# Try it
Print out the entries that follow exactly, missing none.

# Source data
// ==========================================
// 工位排班基础数据 - SQLite 键值仓储
// ==========================================
// 职责: 管理 kv_store 表 (key → value)
// 说明: 本地快照通道的默认实现，覆写语义，不保留历史
// ==========================================

use crate::db::{open_in_memory_connection, open_sqlite_connection};
use crate::repository::error::{RepositoryError, RepositoryResult};
use crate::repository::kv_store::KeyValueStore;
use rusqlite::{params, Connection, OptionalExtension};
use std::sync::{Arc, Mutex};

pub struct SqliteKeyValueRepository {
    conn: Arc<Mutex<Connection>>,
}

impl SqliteKeyValueRepository {
    /// 打开（或创建）数据库文件并确保表存在
    pub fn new(db_path: &str) -> RepositoryResult<Self> {
        let conn = open_sqlite_connection(db_path)
            .map_err(|e| RepositoryError::DatabaseConnectionError(format!("{}: {}", db_path, e)))?;
        Self::from_connection(Arc::new(Mutex::new(conn)))
    }

    /// 内存数据库（测试用）
    pub fn in_memory() -> RepositoryResult<Self> {
        let conn = open_in_memory_connection()?;
        Self::from_connection(Arc::new(Mutex::new(conn)))
    }

    pub fn from_connection(conn: Arc<Mutex<Connection>>) -> RepositoryResult<Self> {
        let repo = Self { conn };
        repo.ensure_table()?;
        Ok(repo)
    }

    fn get_conn(&self) -> RepositoryResult<std::sync::MutexGuard<'_, Connection>> {
        self.conn
            .lock()
            .map_err(|e| RepositoryError::LockError(e.to_string()))
    }

    fn ensure_table(&self) -> RepositoryResult<()> {
        let conn = self.get_conn()?;
        conn.execute_batch(
            r#"
            CREATE TABLE IF NOT EXISTS kv_store (
              key TEXT PRIMARY KEY,
              value TEXT NOT NULL,
              updated_at TEXT NOT NULL DEFAULT (datetime('now'))
            );
            "#,
        )?;
        Ok(())
    }

    /// 查询键的最后更新时间（诊断用）
    pub fn updated_at(&self, key: &str) -> RepositoryResult<Option<String>> {
        let conn = self.get_conn()?;
        let value = conn
            .query_row(
                "SELECT updated_at FROM kv_store WHERE key = ?1",
                params![key],
                |row| row.get::<_, String>(0),
            )
            .optional()?;
        Ok(value)
    }
}

impl KeyValueStore for SqliteKeyValueRepository {
    fn get(&self, key: &str) -> RepositoryResult<Option<String>> {
        let conn = self.get_conn()?;
        let value = conn
            .query_row(
                "SELECT value FROM kv_store WHERE key = ?1",
                params![key],
                |row| row.get::<_, String>(0),
            )
            .optional()?;
        Ok(value)
    }

    fn set(&self, key: &str, value: &str) -> RepositoryResult<()> {
        let conn = self.get_conn()?;
        conn.execute(
            r#"
            INSERT INTO kv_store (key, value, updated_at)
            VALUES (?1, ?2, datetime('now'))
            ON CONFLICT(key) DO UPDATE SET
                value = excluded.value,
                updated_at = excluded.updated_at
            "#,
            params![key, value],
        )?;
        Ok(())
    }

    fn remove(&self, key: &str) -> RepositoryResult<bool> {
        let conn = self.get_conn()?;
        let affected = conn.execute("DELETE FROM kv_store WHERE key = ?1", params![key])?;
        Ok(affected > 0)
    }
}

# Problem solution
// ==========================================
// 工位排班基础数据 - SQLite 键值仓储
// ==========================================
// 职责: 管理 kv_store 表 (key → value)
// 说明: 本地快照通道的默认实现，覆写语义，不保留历史
// ==========================================

use crate::db::{open_in_memory_connection, open_sqlite_connection};
use crate::repository::error::{RepositoryError, RepositoryResult};
use crate::repository::kv_store::KeyValueStore;
use rusqlite::{params, Connection, OptionalExtension};
use std::sync::{Arc, Mutex};

pub struct SqliteKeyValueRepository {
    conn: Arc<Mutex<Connection>>,
}

impl SqliteKeyValueRepository {
    /// 打开（或创建）数据库文件并确保表存在
    pub fn new(db_path: &str) -> RepositoryResult<Self> {
        let conn = open_sqlite_connection(db_path)
            .map_err(|e| RepositoryError::DatabaseConnectionError(format!("{}: {}", db_path, e)))?;
        Self::from_connection(Arc::new(Mutex::new(conn)))
    }

    /// 内存数据库（测试用）
    pub fn in_memory() -> RepositoryResult<Self> {
        let conn = open_in_memory_connection()?;
        Self::from_connection(Arc::new(Mutex::new(conn)))
    }

    pub fn from_connection(conn: Arc<Mutex<Connection>>) -> RepositoryResult<Self> {
        let repo = Self { conn };
        repo.ensure_table()?;
        Ok(repo)
    }

    fn get_conn(&self) -> RepositoryResult<std::sync::MutexGuard<'_, Connection>> {
        self.conn
            .lock()
            .map_err(|e| RepositoryError::LockError(e.to_string()))
    }

    fn ensure_table(&self) -> RepositoryResult<()> {
        let conn = self.get_conn()?;
        conn.execute_batch(
            r#"
            CREATE TABLE IF NOT EXISTS kv_store (
              key TEXT PRIMARY KEY,
              value TEXT NOT NULL,
              updated_at TEXT NOT NULL DEFAULT (datetime('now'))
            );
            "#,
        )?;
        Ok(())
    }

    /// 查询键的最后更新时间（诊断用）
    pub fn updated_at(&self, key: &str) -> RepositoryResult<Option<String>> {
        let conn = self.get_conn()?;
        let value = conn
            .query_row(
                "SELECT updated_at FROM kv_store WHERE key = ?1",
                params![key],
                |row| row.get::<_, String>(0),
            )
            .optional()?;
        Ok(value)
    }
}

impl KeyValueStore for SqliteKeyValueRepository {
    fn get(&self, key: &str) -> RepositoryResult<Option<String>> {
        let conn = self.get_conn()?;
        let value = conn
            .query_row(
                "SELECT value FROM kv_store WHERE key = ?1",
                params![key],
                |row| row.get::<_, String>(0),
            )
            .optional()?;
        Ok(value)
    }

    fn set(&self, key: &str, value: &str) -> RepositoryResult<()> {
        let conn = self.get_conn()?;
        conn.execute(
            r#"
            INSERT INTO kv_store (key, value, updated_at)
            VALUES (?1, ?2, datetime('now'))
            ON CONFLICT(key) DO UPDATE SET
                value = excluded.value,
                updated_at = excluded.updated_at
            "#,
            params![key, value],
        )?;
        Ok(())
    }

    fn remove(&self, key: &str) -> RepositoryResult<bool> {
        let conn = self.get_conn()?;
        let affected = conn.execute("DELETE FROM kv_store WHERE key = ?1", params![key])?;
        Ok(affected > 0)
    }
}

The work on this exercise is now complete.